#### [TASK PROMPT]
Scan the listing below. Copy each line that contains "request".

#### [DATA RECORDS]
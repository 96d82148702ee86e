//! Per-connection lifecycle states.

use std::fmt;

use super::AdapterError;

/// Where a connection is in its single request/response exchange.
///
/// ```text
/// Received ─┬─▶ StaticHit ─▶ Served
///           └─▶ BodyBuffering ─▶ HandlerInvoked ─▶ StreamingBody ─▶ Done
///
/// any non-terminal state ─▶ Failed
/// ```
#[derive(Debug, Clone, Copy, PartialEq, Eq, Hash)]
pub enum ConnectionState {
    /// Accepted; the request head is being read.
    Received,
    /// The static resolver produced a file; the response is being written.
    StaticHit,
    /// Static response fully written.
    Served,
    /// Draining the request body (a no-op for GET/HEAD).
    BodyBuffering,
    /// Awaiting the handler.
    HandlerInvoked,
    /// Writing the handler's head and pumping its body.
    StreamingBody,
    /// Handler response fully written.
    Done,
    /// The exchange ended on an error.
    Failed,
}

impl ConnectionState {
    /// `Served`, `Done` and `Failed` end the exchange.
    pub fn is_terminal(self) -> bool {
        matches!(self, Self::Served | Self::Done | Self::Failed)
    }

    /// Whether `self → next` is an edge of the state machine.
    pub fn can_transition_to(self, next: Self) -> bool {
        use ConnectionState::*;

        if next == Failed {
            return !self.is_terminal();
        }
        matches!(
            (self, next),
            (Received, StaticHit)
                | (Received, BodyBuffering)
                | (StaticHit, Served)
                | (BodyBuffering, HandlerInvoked)
                | (HandlerInvoked, StreamingBody)
                | (StreamingBody, Done)
        )
    }
}

impl fmt::Display for ConnectionState {
    fn fmt(&self, f: &mut fmt::Formatter<'_>) -> fmt::Result {
        fmt::Debug::fmt(self, f)
    }
}

/// The ordered list of states a connection passed through.
#[derive(Debug, Clone, PartialEq, Eq)]
pub struct StateTrace {
    states: Vec<ConnectionState>,
}

impl StateTrace {
    /// A trace starting in [`ConnectionState::Received`].
    pub fn new() -> Self {
        Self {
            states: vec![ConnectionState::Received],
        }
    }

    /// The current state.
    pub fn current(&self) -> ConnectionState {
        // `states` is never empty; it starts with `Received`.
        self.states
            .last()
            .copied()
            .unwrap_or(ConnectionState::Received)
    }

    /// Moves to `next`.
    ///
    /// # Errors
    ///
    /// Returns [`AdapterError::IllegalTransition`] when `next` is not reachable
    /// from the current state; the trace is left unchanged.
    pub fn advance(&mut self, next: ConnectionState) -> Result<(), AdapterError> {
        let from = self.current();
        if !from.can_transition_to(next) {
            return Err(AdapterError::IllegalTransition { from, to: next });
        }
        self.states.push(next);
        Ok(())
    }

    /// Moves to [`ConnectionState::Failed`] unless already terminal.
    pub fn fail(&mut self) {
        if !self.current().is_terminal() {
            self.states.push(ConnectionState::Failed);
        }
    }

    /// All visited states, oldest first.
    pub fn states(&self) -> &[ConnectionState] {
        &self.states
    }
}

impl Default for StateTrace {
    fn default() -> Self {
        Self::new()
    }
}

#[cfg(test)]
mod tests {
    use super::ConnectionState::*;
    use super::*;

    #[test]
    fn static_path() {
        let mut trace = StateTrace::new();
        trace.advance(StaticHit).unwrap();
        trace.advance(Served).unwrap();
        assert_eq!(trace.states(), &[Received, StaticHit, Served]);
        assert!(trace.current().is_terminal());
    }

    #[test]
    fn dispatch_path() {
        let mut trace = StateTrace::new();
        for next in [BodyBuffering, HandlerInvoked, StreamingBody, Done] {
            trace.advance(next).unwrap();
        }
        assert_eq!(trace.current(), Done);
    }

    #[test]
    fn skipping_a_stage_is_rejected() {
        let mut trace = StateTrace::new();
        let err = trace.advance(HandlerInvoked).unwrap_err();
        assert!(matches!(
            err,
            AdapterError::IllegalTransition {
                from: Received,
                to: HandlerInvoked
            }
        ));
        assert_eq!(trace.states(), &[Received]);
    }

    #[test]
    fn terminal_states_are_final() {
        let mut trace = StateTrace::new();
        trace.advance(StaticHit).unwrap();
        trace.advance(Served).unwrap();
        assert!(trace.advance(Failed).is_err());
        trace.fail();
        assert_eq!(trace.states().len(), 3);
    }

    #[test]
    fn fail_from_any_stage() {
        for stage in [Received, StaticHit, BodyBuffering, HandlerInvoked, StreamingBody] {
            assert!(stage.can_transition_to(Failed), "{stage}");
        }
    }
}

#### [SOLUTION]
/// Where a connection is in its single request/response exchange.
    /// Accepted; the request head is being read.
    /// Draining the request body (a no-op for GET/HEAD).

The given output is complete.